July 3, 2008 - Laurent Bonomo and Gabriel Ferez, both 23


-- Expertise: Both Bonomo and Ferez were French biochemistry students about to complete a three-month research course into the origins of bird flu at Imperial College in London.

-- Circumstance of Death: According to news reports, both men were bound and gagged, collectively stabbed 243 times and their London flat set fire. London police blamed the “frenzied, brutal and horrific” murders on “drug-addicted burglars” who were after their PlayStation game consoles.

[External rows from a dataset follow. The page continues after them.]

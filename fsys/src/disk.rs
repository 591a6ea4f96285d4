//! Backing store abstraction
//!
//! Provides random-access byte I/O underneath the file system:
//! - positioned reads and writes, always exact-length
//! - durable sync, required before a mutation may report success

use std::fs::{self, File, OpenOptions};
use std::io::{self, Read, Seek, SeekFrom, Write};
use std::path::Path;

/// Random-access byte store
///
/// Implemented by [`DiskFile`] over a regular file.
pub trait BackingStore: Send {
    /// Read exactly `buf.len()` bytes starting at `offset`
    fn read_at(&mut self, offset: u64, buf: &mut [u8]) -> io::Result<()>;

    /// Write all of `buf` starting at `offset`
    fn write_at(&mut self, offset: u64, buf: &[u8]) -> io::Result<()>;

    /// Flush written data down to durable storage
    fn sync(&mut self) -> io::Result<()>;
}

/// File-backed store
pub struct DiskFile {
    file: File,
}

impl DiskFile {
    /// Open or create the backing file, extending it to `min_len` bytes if
    /// shorter. Existing content is never truncated. Missing parent
    /// directories are created.
    pub fn open<P: AsRef<Path>>(path: P, min_len: u64) -> io::Result<Self> {
        let path = path.as_ref();
        if let Some(parent) = path.parent() {
            if !parent.as_os_str().is_empty() && !parent.exists() {
                fs::create_dir_all(parent)?;
            }
        }
        let file = OpenOptions::new()
            .read(true)
            .write(true)
            .create(true)
            .open(path)?;
        let len = file.metadata()?.len();
        if len < min_len {
            file.set_len(min_len)?;
            log::debug!(
                "fsys: extended {} from {} to {} bytes",
                path.display(),
                len,
                min_len
            );
        }
        Ok(Self { file })
    }
}

impl BackingStore for DiskFile {
    fn read_at(&mut self, offset: u64, buf: &mut [u8]) -> io::Result<()> {
        self.file.seek(SeekFrom::Start(offset))?;
        self.file.read_exact(buf)
    }

    fn write_at(&mut self, offset: u64, buf: &[u8]) -> io::Result<()> {
        self.file.seek(SeekFrom::Start(offset))?;
        self.file.write_all(buf)
    }

    fn sync(&mut self) -> io::Result<()> {
        self.file.sync_all()
    }
}

#[cfg(test)]
mod tests {
    use super::*;

    #[test]
    fn open_extends_short_file() {
        let dir = tempfile::tempdir().unwrap();
        let path = dir.path().join("store.img");
        let _ = DiskFile::open(&path, 1024).unwrap();
        assert_eq!(fs::metadata(&path).unwrap().len(), 1024);
    }

    #[test]
    fn open_never_truncates() {
        let dir = tempfile::tempdir().unwrap();
        let path = dir.path().join("store.img");
        fs::write(&path, vec![7u8; 2048]).unwrap();
        let mut store = DiskFile::open(&path, 1024).unwrap();
        assert_eq!(fs::metadata(&path).unwrap().len(), 2048);
        let mut buf = [0u8; 4];
        store.read_at(2000, &mut buf).unwrap();
        assert_eq!(buf, [7u8; 4]);
    }

    #[test]
    fn open_creates_parent_directories() {
        let dir = tempfile::tempdir().unwrap();
        let path = dir.path().join("a").join("b").join("store.img");
        let _ = DiskFile::open(&path, 64).unwrap();
        assert!(path.exists());
    }

    #[test]
    fn positioned_write_then_read() {
        let dir = tempfile::tempdir().unwrap();
        let path = dir.path().join("store.img");
        let mut store = DiskFile::open(&path, 256).unwrap();
        store.write_at(100, b"hello").unwrap();
        store.sync().unwrap();
        let mut buf = [0u8; 5];
        store.read_at(100, &mut buf).unwrap();
        assert_eq!(&buf, b"hello");
    }
}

June 3, 2009 ­ Caroline Coffey, 28

Expertise: Coffey was a Cornell University post-doctoral biomedical researcher.
Circumstance of Death: Her body, with the throat slashed, was found along a wooded trail just outside Ithaca, NY, home of the university. Her husband, Blazej Kot of Polish heritage, was seen covered with blood and was arrested after a police chase and an attempt to cut himself. On June 5, Kot was charged with second-degree murder.

 

June 9, 2009 ­ August “Gus” Watanabe, 67

Expertise: He was head of the pharmaceutical giant Eli Lilly and Company’s research laboratories and one of its highest-paid officers of when he retired in 2003.
Circumstance of Death: Friends discovered his body, along with a .38-caliber handgun and three-page note, outside a cabin in Brown County, IN. Authorities said Watanabe was despondent over the recent death of his daughter and ruled his death a suicide.

 

Febuary 14, 2009 ­ Dr. Noah McKay, 53

Expertise: An Iranian who changed his name from Nasser Talebzadeh Ordoubadi, McKay ran General Medical Clinics in King County, WA. Hospitalized with heart failure in 1989, he used Quantum science based on the work of Einstein, Heisenberg, and Bell to heal his heart.  He went on to establish the largest private integral medical practice in Washington State. Among his notable accomplishments was his discovery of an antitoxin treatment for biological weapons. Suspected by the US Government of working for Iran, McKay in 2000 was convicted of mail fraud under the new Health Insurance Portability and Accountability Act of 1996 and sentenced to 35 months in prison.
Circumstance: McKay reportedly died from complications following heart surgery, although his doctors termed his death “mysterious” and said McKay has vaguely accused “intelligence agencies” of causing his death.

 

August 6, 2009 ­ Wallace L. Pannier, 81

Expertise: A germ warfare scientist whose top-secret projects included a mock attack on the New York subway with powdered bacteria in 1966, Pannier worked at Fort Detrick, MD, the site of biological weapons testing. According to relatives, he worked in the Special Operations Division, a secretive unit operating there from 1949 to 1969, developing and testing delivery systems for deadly agents such as anthrax and smallpox.
Circumstance: He reportedly died of respiratory failure and it was assumed a natural death.